A posição da CPP surge no seguimento da petição online que a Confederação do Comércio lançou ontem, com vista a uma revisão da lei do arrendamento urbano, alegando que os aumentos médias rondam os 150% a 200%, mas há casos de aumentos de 900%.
Em comunicado, a CPP refere “o processo de aplicação da lei das rendas, tanto no arrendamento habitacional como no arrendamento comercial, está a decorrer num quadro de normalidade”.
“Os valores percentuais que a petição online da Confederação do Comércio e serviços de Portugal refere são apenas reflexo do congelamento de um século das rendas comerciais, e espelham o desajustamento do valor das rendas, que foi perpetuado durante décadas, provocando sim uma situação de concorrência desleal face à entrada de novos actores no mercado comercial, cujos contratos tenham sido celebrados desde 1995”, refere o comunicado.

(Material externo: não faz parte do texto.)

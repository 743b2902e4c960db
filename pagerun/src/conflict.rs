//! Dependency-aware conflict detection.
//!
//! The pipeline's stage dependencies are declared once as an edge table and
//! closed transitively at first use. Every stage shares the same rules:
//!
//! ```text
//! Preprocessing ──→ Segmentation ──→ RegionExtraction ──→ GroundTruthSearch
//! ```
//!
//! An edge `A → B` means B consumes A's output.

use crate::stage::PipelineStage;
use pagerun_shared::errors::{PagerunError, PagerunResult};
use serde::{Deserialize, Serialize};
use std::collections::HashSet;
use std::fmt;
use std::sync::OnceLock;

const STAGE_COUNT: usize = PipelineStage::ALL.len();

/// Producer → consumer edges of the digitization pipeline.
const PIPELINE_EDGES: &[(PipelineStage, PipelineStage)] = &[
    (PipelineStage::Preprocessing, PipelineStage::Segmentation),
    (PipelineStage::Segmentation, PipelineStage::RegionExtraction),
    (PipelineStage::RegionExtraction, PipelineStage::GroundTruthSearch),
];

static PIPELINE_GRAPH: OnceLock<DependencyGraph> = OnceLock::new();

/// Reason a requested execution must be rejected.
#[derive(Debug, Clone, Copy, PartialEq, Eq, Hash, Serialize, Deserialize)]
#[serde(rename_all = "snake_case")]
pub enum ConflictKind {
    None,
    /// The same stage is already running for this session.
    SelfConflict,
    /// A stage producing this stage's input is still running.
    UpstreamRunning,
    /// A stage consuming this stage's output is still running.
    DownstreamRunning,
}

impl ConflictKind {
    pub fn is_conflict(self) -> bool {
        self != ConflictKind::None
    }
}

impl fmt::Display for ConflictKind {
    fn fmt(&self, f: &mut fmt::Formatter<'_>) -> fmt::Result {
        let text = match self {
            ConflictKind::None => "none",
            ConflictKind::SelfConflict => "stage already running",
            ConflictKind::UpstreamRunning => "upstream stage still running",
            ConflictKind::DownstreamRunning => "downstream stage still running",
        };
        f.write_str(text)
    }
}

/// Transitively closed stage dependency graph.
///
/// `ancestors[b][a]` is true when `a` is (directly or indirectly) upstream of `b`.
#[derive(Debug, Clone)]
pub struct DependencyGraph {
    ancestors: [[bool; STAGE_COUNT]; STAGE_COUNT],
}

impl DependencyGraph {
    /// Build a graph from producer → consumer edges.
    ///
    /// # Errors
    ///
    /// Returns `Config` if the edges contain a cycle.
    pub fn from_edges(edges: &[(PipelineStage, PipelineStage)]) -> PagerunResult<Self> {
        let mut ancestors = [[false; STAGE_COUNT]; STAGE_COUNT];
        for (producer, consumer) in edges {
            ancestors[consumer.index()][producer.index()] = true;
        }

        // Floyd–Warshall style closure, the graph is tiny
        for via in 0..STAGE_COUNT {
            for to in 0..STAGE_COUNT {
                if !ancestors[to][via] {
                    continue;
                }
                for from in 0..STAGE_COUNT {
                    if ancestors[via][from] {
                        ancestors[to][from] = true;
                    }
                }
            }
        }

        if let Some(stage) = PipelineStage::ALL
            .into_iter()
            .find(|stage| ancestors[stage.index()][stage.index()])
        {
            return Err(PagerunError::Config(format!(
                "stage dependency cycle through {}",
                stage
            )));
        }

        Ok(Self { ancestors })
    }

    /// The graph of the digitization pipeline.
    pub fn pipeline() -> &'static DependencyGraph {
        PIPELINE_GRAPH.get_or_init(|| {
            // The edge table is a constant chain; closure cannot fail.
            match DependencyGraph::from_edges(PIPELINE_EDGES) {
                Ok(graph) => graph,
                Err(e) => unreachable!("pipeline edge table is acyclic: {}", e),
            }
        })
    }

    /// Whether `candidate` is upstream of `stage`.
    pub fn is_ancestor(&self, candidate: PipelineStage, stage: PipelineStage) -> bool {
        self.ancestors[stage.index()][candidate.index()]
    }

    /// Whether `candidate` is downstream of `stage`.
    pub fn is_descendant(&self, candidate: PipelineStage, stage: PipelineStage) -> bool {
        self.is_ancestor(stage, candidate)
    }

    pub fn upstream_of(&self, stage: PipelineStage) -> Vec<PipelineStage> {
        PipelineStage::ALL
            .into_iter()
            .filter(|candidate| self.is_ancestor(*candidate, stage))
            .collect()
    }

    pub fn downstream_of(&self, stage: PipelineStage) -> Vec<PipelineStage> {
        PipelineStage::ALL
            .into_iter()
            .filter(|candidate| self.is_descendant(*candidate, stage))
            .collect()
    }
}

/// Decides whether a stage may start given the stages already active.
#[derive(Debug, Clone, Copy)]
pub struct ConflictPolicy {
    graph: &'static DependencyGraph,
}

impl Default for ConflictPolicy {
    fn default() -> Self {
        Self::new(DependencyGraph::pipeline())
    }
}

impl ConflictPolicy {
    pub fn new(graph: &'static DependencyGraph) -> Self {
        Self { graph }
    }

    pub fn graph(&self) -> &'static DependencyGraph {
        self.graph
    }

    /// Classify a request against the active stage set.
    ///
    /// `in_pipeline_flow` suppresses only the upstream check; self and
    /// downstream conflicts are always reported.
    pub fn classify(
        &self,
        requested: PipelineStage,
        active: &HashSet<PipelineStage>,
        in_pipeline_flow: bool,
    ) -> ConflictKind {
        if active.contains(&requested) {
            return ConflictKind::SelfConflict;
        }

        if !in_pipeline_flow
            && active
                .iter()
                .any(|running| self.graph.is_ancestor(*running, requested))
        {
            return ConflictKind::UpstreamRunning;
        }

        if active
            .iter()
            .any(|running| self.graph.is_descendant(*running, requested))
        {
            return ConflictKind::DownstreamRunning;
        }

        ConflictKind::None
    }
}
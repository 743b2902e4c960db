//! Page segmentation into PAGE XML.

use super::{Invocation, StageTask, path_arg};
use crate::layout::{ImageType, ProjectLayout, extensions};
use crate::options::ToolSpec;
use crate::progress::ProgressSource;
use crate::stage::PipelineStage;
use async_trait::async_trait;
use pagerun_shared::errors::{PagerunError, PagerunResult};

const PROGRESS_CAP: u8 = 90;

/// Segments preprocessed images; writes `OCR/<page>.xml` per page.
///
/// After the tool finished, the segmented image is copied next to its XML
/// so later stages find both in `OCR/`.
#[derive(Debug, Clone, Default)]
pub struct SegmentationTask {
    /// Image flavour to segment; the project's own when `None`.
    pub image_type: Option<ImageType>,
    pub args: Vec<String>,
}

impl SegmentationTask {
    pub fn new(image_type: Option<ImageType>, args: Vec<String>) -> Self {
        Self { image_type, args }
    }

    fn image_type(&self, layout: &ProjectLayout) -> ImageType {
        self.image_type.unwrap_or(layout.image_type())
    }
}

#[async_trait]
impl StageTask for SegmentationTask {
    fn stage(&self) -> PipelineStage {
        PipelineStage::Segmentation
    }

    fn invocations(
        &self,
        tool: &ToolSpec,
        layout: &ProjectLayout,
        pages: &[String],
    ) -> PagerunResult<Vec<Invocation>> {
        let image_type = self.image_type(layout);
        let mut args: Vec<String> = pages
            .iter()
            .map(|page| path_arg(&layout.image(image_type, page)))
            .collect();
        args.push("--output".to_string());
        args.push(path_arg(&layout.ocr_dir()));
        args.extend(self.args.iter().cloned());

        Ok(vec![Invocation::of(tool, args)])
    }

    fn progress_source(&self, layout: &ProjectLayout, _pages: &[String]) -> ProgressSource {
        ProgressSource::PageArtifacts {
            dir: layout.ocr_dir(),
            suffix: extensions::PAGE_XML.to_string(),
            cap: PROGRESS_CAP,
        }
    }

    async fn post_process(&self, layout: &ProjectLayout, pages: &[String]) -> PagerunResult<()> {
        let image_type = self.image_type(layout);
        for page in pages {
            let source = layout.image(image_type, page);
            let target = layout.segmentation_image(page);
            tokio::fs::copy(&source, &target).await.map_err(|e| {
                PagerunError::PostProcessing(format!(
                    "failed to copy {} to {}: {}",
                    source.display(),
                    target.display(),
                    e
                ))
            })?;
        }
        Ok(())
    }
}
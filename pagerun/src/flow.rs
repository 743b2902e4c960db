//! Sequential multi-stage runs.
//!
//! A [`ProcessFlow`] runs several stages over the same pages, one after the
//! other. Each request is marked `in_pipeline_flow`.

use std::time::Instant;

use pagerun_shared::errors::{PagerunError, PagerunResult};
use serde::Serialize;

use crate::conflict::ConflictKind;
use crate::engine::{ExecuteOutcome, PipelineEngine, StageRequest};
use crate::execution::ExecutionState;
use crate::execution::tasks::BoxedStageTask;
use crate::layout::ProjectLayout;
use crate::registry::SessionId;
use crate::stage::PipelineStage;

/// How one stage of a flow ended.
#[derive(Debug, Clone, PartialEq, Eq, Serialize)]
#[serde(tag = "outcome", rename_all = "snake_case")]
pub enum FlowStageOutcome {
    Completed,
    Cancelled,
    Failed { error: Option<String> },
    Rejected { conflict: ConflictKind },
}

impl FlowStageOutcome {
    pub fn is_completed(&self) -> bool {
        matches!(self, FlowStageOutcome::Completed)
    }
}

#[derive(Debug, Clone, Serialize)]
pub struct FlowStageReport {
    pub stage: PipelineStage,
    #[serde(flatten)]
    pub outcome: FlowStageOutcome,
    pub duration_ms: u64,
}

#[derive(Debug, Clone, Serialize)]
pub struct FlowReport {
    pub total_duration_ms: u64,
    pub stages: Vec<FlowStageReport>,
}

impl FlowReport {
    /// Whether every stage of the flow completed.
    pub fn succeeded(&self, planned: usize) -> bool {
        self.stages.len() == planned && self.stages.iter().all(|s| s.outcome.is_completed())
    }

    pub fn stage_duration_ms(&self, stage: PipelineStage) -> Option<u64> {
        self.stages
            .iter()
            .find(|report| report.stage == stage)
            .map(|report| report.duration_ms)
    }
}

/// Ordered list of stage tasks.
#[derive(Default)]
pub struct ProcessFlow {
    steps: Vec<BoxedStageTask>,
}

impl ProcessFlow {
    pub fn new() -> Self {
        Self::default()
    }

    pub fn then(mut self, task: BoxedStageTask) -> Self {
        self.steps.push(task);
        self
    }

    pub fn len(&self) -> usize {
        self.steps.len()
    }

    pub fn is_empty(&self) -> bool {
        self.steps.is_empty()
    }

    pub fn stages(&self) -> Vec<PipelineStage> {
        self.steps.iter().map(|task| task.stage()).collect()
    }

    /// Run every step in order, stopping at the first one that does not
    /// complete.
    ///
    /// # Errors
    ///
    /// `InvalidArgument` if a step is listed after one of its downstream
    /// stages, or if the engine rejects the page list.
    pub async fn run(
        self,
        engine: &PipelineEngine,
        session: &SessionId,
        layout: &ProjectLayout,
        pages: &[String],
    ) -> PagerunResult<FlowReport> {
        self.validate_order(engine)?;

        let total_start = Instant::now();
        let mut stages = Vec::with_capacity(self.steps.len());

        for task in self.steps {
            let stage = task.stage();
            let stage_start = Instant::now();

            let request = StageRequest::new(session.clone(), layout.clone(), pages.to_vec(), task)
                .in_pipeline_flow(true);

            let outcome = match engine.execute(request).await? {
                ExecuteOutcome::Rejected(conflict) => FlowStageOutcome::Rejected { conflict },
                ExecuteOutcome::Accepted(execution) => match execution.wait().await {
                    ExecutionState::Completed => FlowStageOutcome::Completed,
                    ExecutionState::Cancelled => FlowStageOutcome::Cancelled,
                    _ => FlowStageOutcome::Failed {
                        error: execution.error(),
                    },
                },
            };

            let duration_ms = stage_start.elapsed().as_millis() as u64;
            tracing::info!(
                session = %session,
                stage = %stage,
                outcome = ?outcome,
                duration_ms = duration_ms,
                "Flow stage finished"
            );

            let done = outcome.is_completed();
            stages.push(FlowStageReport {
                stage,
                outcome,
                duration_ms,
            });
            if !done {
                break;
            }
        }

        Ok(FlowReport {
            total_duration_ms: total_start.elapsed().as_millis() as u64,
            stages,
        })
    }

    fn validate_order(&self, engine: &PipelineEngine) -> PagerunResult<()> {
        let graph = engine.policy().graph();
        for (i, earlier) in self.steps.iter().enumerate() {
            for later in &self.steps[i + 1..] {
                if graph.is_ancestor(later.stage(), earlier.stage()) {
                    return Err(PagerunError::InvalidArgument(format!(
                        "{} must run before {}",
                        later.stage(),
                        earlier.stage()
                    )));
                }
            }
        }
        Ok(())
    }
}
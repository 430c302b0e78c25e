//! FHPP register frames.
//!
//! Every FHPP exchange moves exactly [`FRAME_WORDS`] holding registers
//! starting at [`FRAME_ADDRESS`]. This module converts between named flag
//! sets and those four words. It does no I/O and keeps no state.
//!
//! # Layout
//!
//! Each register carries two FHPP bytes, the first in the low byte. The
//! 32-bit value of the direct profile occupies registers 2 and 3 with the
//! high half in register 2.
//!
//! | Register | Record selection (out / in) | Direct (out / in) |
//! |----------|-----------------------------|-------------------|
//! | 0 | CCON, CPOS / SCON, SPOS | CCON, CPOS / SCON, SPOS |
//! | 1 | record number / record status | CDIR, speed / SDIR, speed |
//! | 2 | reserved | setpoint high / actual high |
//! | 3 | reserved | setpoint low / actual low |
//!
//! # Example
//!
//! ```
//! use festo_fhpp::frame::{decode_direct, encode_direct};
//! use festo_fhpp::{Ccon, Cdir, Cpos};
//!
//! let words = encode_direct(
//!     Ccon::ENABLED | Ccon::DIRECT_MODE,
//!     Cpos::HALT_RELEASED | Cpos::START,
//!     Cdir::empty(),
//!     255,
//!     15000,
//! );
//! assert_eq!(words, [0x0343, 0xFF00, 0x0000, 0x3A98]);
//!
//! // A status frame uses the same layout.
//! let status = decode_direct(&words).unwrap();
//! assert_eq!(status.speed, 255);
//! assert_eq!(status.position, 15000);
//! ```

use crate::control::{Ccon, Cdir, Cpos};
use crate::error::{FhppError, Result};
use crate::status::{DriveStatus, Scon, Sdir, Spos};
use crate::utils::{high_byte, join_i32, low_byte, pack_bytes, split_i32};

/// Number of registers in every FHPP frame.
pub const FRAME_WORDS: usize = 4;

/// Register address of the FHPP frame.
pub const FRAME_ADDRESS: u16 = 0;

/// Record selection request frame.
#[derive(Debug, Clone, Copy, PartialEq, Eq, Default)]
pub struct RecordSelectRequest {
    /// Control byte 1.
    pub ccon: Ccon,
    /// Control byte 2.
    pub cpos: Cpos,
    /// Number of the stored positioning record.
    pub record: u8,
}

impl RecordSelectRequest {
    /// Creates a new record selection request.
    pub fn new(ccon: Ccon, cpos: Cpos, record: u8) -> Self {
        Self { ccon, cpos, record }
    }

    /// Packs the request into register words.
    pub fn to_words(self) -> [u16; FRAME_WORDS] {
        [
            pack_bytes(self.ccon.bits(), self.cpos.bits()),
            pack_bytes(self.record, 0),
            0,
            0,
        ]
    }

    /// Unpacks a request frame.
    ///
    /// # Errors
    ///
    /// Returns `FhppError::MalformedFrame` if `words` is not 4 words long.
    pub fn from_words(words: &[u16]) -> Result<Self> {
        let words = check_len(words)?;
        Ok(Self {
            ccon: Ccon::from_bits_retain(low_byte(words[0])),
            cpos: Cpos::from_bits_retain(high_byte(words[0])),
            record: low_byte(words[1]),
        })
    }
}

/// Direct profile request frame.
#[derive(Debug, Clone, Copy, PartialEq, Eq, Default)]
pub struct DirectRequest {
    /// Control byte 1.
    pub ccon: Ccon,
    /// Control byte 2.
    pub cpos: Cpos,
    /// Control byte 3.
    pub cdir: Cdir,
    /// Speed setpoint in percent of the maximum (`v1`).
    pub speed: u8,
    /// Position, velocity or torque setpoint depending on the control mode (`v2`).
    pub setpoint: i32,
}

impl DirectRequest {
    /// Creates a new direct request without setpoints.
    pub fn new(ccon: Ccon, cpos: Cpos) -> Self {
        Self {
            ccon,
            cpos,
            ..Self::default()
        }
    }

    /// Sets the speed and setpoint values.
    pub fn with_setpoint(mut self, speed: u8, setpoint: i32) -> Self {
        self.speed = speed;
        self.setpoint = setpoint;
        self
    }

    /// Sets the CDIR byte.
    pub fn with_cdir(mut self, cdir: Cdir) -> Self {
        self.cdir = cdir;
        self
    }

    /// Packs the request into register words.
    pub fn to_words(self) -> [u16; FRAME_WORDS] {
        let (high, low) = split_i32(self.setpoint);
        [
            pack_bytes(self.ccon.bits(), self.cpos.bits()),
            pack_bytes(self.cdir.bits(), self.speed),
            high,
            low,
        ]
    }

    /// Unpacks a request frame.
    ///
    /// # Errors
    ///
    /// Returns `FhppError::MalformedFrame` if `words` is not 4 words long.
    pub fn from_words(words: &[u16]) -> Result<Self> {
        let words = check_len(words)?;
        Ok(Self {
            ccon: Ccon::from_bits_retain(low_byte(words[0])),
            cpos: Cpos::from_bits_retain(high_byte(words[0])),
            cdir: Cdir::from_bits_retain(low_byte(words[1])),
            speed: high_byte(words[1]),
            setpoint: join_i32(words[2], words[3]),
        })
    }
}

/// Decoded record selection status frame.
#[derive(Debug, Clone, Copy, PartialEq, Eq, Default)]
pub struct RecordSelectStatus {
    /// Status byte 1.
    pub scon: Scon,
    /// Status byte 2.
    pub spos: Spos,
    /// Record status byte.
    pub record_status: u8,
}

impl RecordSelectStatus {
    /// Returns the status bytes as a [`DriveStatus`].
    pub fn drive_status(&self) -> DriveStatus {
        DriveStatus::new(self.scon, self.spos, Sdir::empty())
    }

    /// Packs the status into register words, as a drive would report it.
    pub fn to_words(self) -> [u16; FRAME_WORDS] {
        [
            pack_bytes(self.scon.bits(), self.spos.bits()),
            pack_bytes(self.record_status, 0),
            0,
            0,
        ]
    }
}

/// Decoded direct profile status frame.
#[derive(Debug, Clone, Copy, PartialEq, Eq, Default)]
pub struct DirectStatus {
    /// Status byte 1.
    pub scon: Scon,
    /// Status byte 2.
    pub spos: Spos,
    /// Status byte 3.
    pub sdir: Sdir,
    /// Actual speed in percent (`v1`).
    pub speed: u8,
    /// Actual position, velocity or torque (`v2`).
    pub position: i32,
}

impl DirectStatus {
    /// Returns the status bytes as a [`DriveStatus`].
    pub fn drive_status(&self) -> DriveStatus {
        DriveStatus::new(self.scon, self.spos, self.sdir)
    }

    /// Packs the status into register words, as a drive would report it.
    pub fn to_words(self) -> [u16; FRAME_WORDS] {
        let (high, low) = split_i32(self.position);
        [
            pack_bytes(self.scon.bits(), self.spos.bits()),
            pack_bytes(self.sdir.bits(), self.speed),
            high,
            low,
        ]
    }
}

/// Encodes a record selection request.
pub fn encode_record_select(ccon: Ccon, cpos: Cpos, record: u8) -> [u16; FRAME_WORDS] {
    RecordSelectRequest::new(ccon, cpos, record).to_words()
}

/// Encodes a direct profile request.
pub fn encode_direct(ccon: Ccon, cpos: Cpos, cdir: Cdir, v1: u8, v2: i32) -> [u16; FRAME_WORDS] {
    DirectRequest::new(ccon, cpos)
        .with_cdir(cdir)
        .with_setpoint(v1, v2)
        .to_words()
}

/// Decodes a record selection status frame.
///
/// # Errors
///
/// Returns `FhppError::MalformedFrame` if `words` is not 4 words long.
///
/// # Example
///
/// ```
/// use festo_fhpp::frame::decode_record_select;
/// use festo_fhpp::{FhppError, Scon, Spos};
///
/// let status = decode_record_select(&[0x8403, 0x0005, 0, 0]).unwrap();
/// assert_eq!(status.scon, Scon::DRIVE_ENABLED | Scon::OPERATION_ENABLED);
/// assert_eq!(status.spos, Spos::MOTION_COMPLETE | Spos::REFERENCED);
/// assert_eq!(status.record_status, 5);
///
/// let err = decode_record_select(&[0x8403]).unwrap_err();
/// assert!(matches!(err, FhppError::MalformedFrame { expected: 4, actual: 1 }));
/// ```
pub fn decode_record_select(words: &[u16]) -> Result<RecordSelectStatus> {
    let words = check_len(words)?;
    Ok(RecordSelectStatus {
        scon: Scon::from_bits_retain(low_byte(words[0])),
        spos: Spos::from_bits_retain(high_byte(words[0])),
        record_status: low_byte(words[1]),
    })
}

/// Decodes a direct profile status frame.
///
/// # Errors
///
/// Returns `FhppError::MalformedFrame` if `words` is not 4 words long.
pub fn decode_direct(words: &[u16]) -> Result<DirectStatus> {
    let words = check_len(words)?;
    Ok(DirectStatus {
        scon: Scon::from_bits_retain(low_byte(words[0])),
        spos: Spos::from_bits_retain(high_byte(words[0])),
        sdir: Sdir::from_bits_retain(low_byte(words[1])),
        speed: high_byte(words[1]),
        position: join_i32(words[2], words[3]),
    })
}

fn check_len(words: &[u16]) -> Result<&[u16]> {
    if words.len() != FRAME_WORDS {
        return Err(FhppError::malformed_frame(FRAME_WORDS, words.len()));
    }
    Ok(words)
}
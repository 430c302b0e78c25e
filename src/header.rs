//! Modbus TCP application header (MBAP).
//!
//! Every Modbus TCP request and response starts with a 7-byte MBAP header:
//!
//! | Bytes | Field | Description |
//! |-------|-------|-------------|
//! | 0-1 | Transaction ID | Echoed by the server, matches responses to requests |
//! | 2-3 | Protocol ID | Always 0 for Modbus |
//! | 4-5 | Length | Number of following bytes (unit ID + PDU) |
//! | 6 | Unit ID | Addressed unit behind a gateway |
//!
//! All fields are big-endian.
//!
//! # Example
//!
//! ```
//! use festo_fhpp::MbapHeader;
//!
//! let header = MbapHeader::new(0x0001, 0, 6);
//! assert_eq!(header.to_bytes(), [0x00, 0x01, 0x00, 0x00, 0x00, 0x07, 0x00]);
//! ```

use crate::error::{FhppError, Result};

/// MBAP header size in bytes.
pub const MBAP_HEADER_SIZE: usize = 7;

/// Modbus protocol identifier.
pub const MODBUS_PROTOCOL_ID: u16 = 0;

/// Largest value of the length field (unit ID + 253-byte PDU).
pub const MAX_MBAP_LENGTH: u16 = 254;

/// Modbus TCP application header.
#[derive(Debug, Clone, Copy, PartialEq, Eq)]
pub struct MbapHeader {
    /// Transaction identifier.
    pub transaction_id: u16,
    /// Protocol identifier (0 for Modbus).
    pub protocol_id: u16,
    /// Number of bytes following the length field.
    pub length: u16,
    /// Unit identifier.
    pub unit_id: u8,
}

impl MbapHeader {
    /// Creates a request header for a PDU of `pdu_len` bytes.
    pub fn new(transaction_id: u16, unit_id: u8, pdu_len: usize) -> Self {
        Self {
            transaction_id,
            protocol_id: MODBUS_PROTOCOL_ID,
            length: (pdu_len + 1) as u16,
            unit_id,
        }
    }

    /// Serializes the header to bytes.
    pub fn to_bytes(self) -> [u8; MBAP_HEADER_SIZE] {
        let tid = self.transaction_id.to_be_bytes();
        let pid = self.protocol_id.to_be_bytes();
        let len = self.length.to_be_bytes();
        [tid[0], tid[1], pid[0], pid[1], len[0], len[1], self.unit_id]
    }

    /// Parses a header from bytes.
    ///
    /// # Errors
    ///
    /// Returns `FhppError::InvalidResponse` if the slice is too short, the
    /// protocol ID is not 0, or the length field is out of range.
    ///
    /// # Example
    ///
    /// ```
    /// use festo_fhpp::MbapHeader;
    ///
    /// let header = MbapHeader::from_bytes(&[0x12, 0x34, 0x00, 0x00, 0x00, 0x0B, 0x01]).unwrap();
    /// assert_eq!(header.transaction_id, 0x1234);
    /// assert_eq!(header.pdu_len(), 10);
    /// ```
    pub fn from_bytes(data: &[u8]) -> Result<Self> {
        if data.len() < MBAP_HEADER_SIZE {
            return Err(FhppError::invalid_response(format!(
                "header too short: expected {} bytes, got {}",
                MBAP_HEADER_SIZE,
                data.len()
            )));
        }

        let header = Self {
            transaction_id: u16::from_be_bytes([data[0], data[1]]),
            protocol_id: u16::from_be_bytes([data[2], data[3]]),
            length: u16::from_be_bytes([data[4], data[5]]),
            unit_id: data[6],
        };

        if header.protocol_id != MODBUS_PROTOCOL_ID {
            return Err(FhppError::invalid_response(format!(
                "unexpected protocol id 0x{:04X}",
                header.protocol_id
            )));
        }
        if header.length < 2 || header.length > MAX_MBAP_LENGTH {
            return Err(FhppError::invalid_response(format!(
                "length field out of range: {}",
                header.length
            )));
        }

        Ok(header)
    }

    /// Returns the size of the PDU that follows the header.
    pub fn pdu_len(self) -> usize {
        usize::from(self.length).saturating_sub(1)
    }
}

Os proprietários acusam a Confederação do Comércio de “manipular os números”, alegando que a lei prevê “cláusulas de salvaguarda” para as empresas com um volume de negócios inferior a 50 mil euros e com menos de cinco trabalhadores, assim como aumentos condicionados a um valor máximo definido pelo valor tributário do imóvel comercial.
Adianta a confederação de proprietários, que os aumentos propostos fixados por lei “estão, na esmagadora maioria dos casos, abaixo do valor de mercado”.
A Confederação do Comércio e Serviços de Portugal lançou, na quarta-feira, uma petição para exigir a revisão da lei do arrendamento urbano, na área não habitacional, avançando com um conjunto propostas de alteração do referido diploma.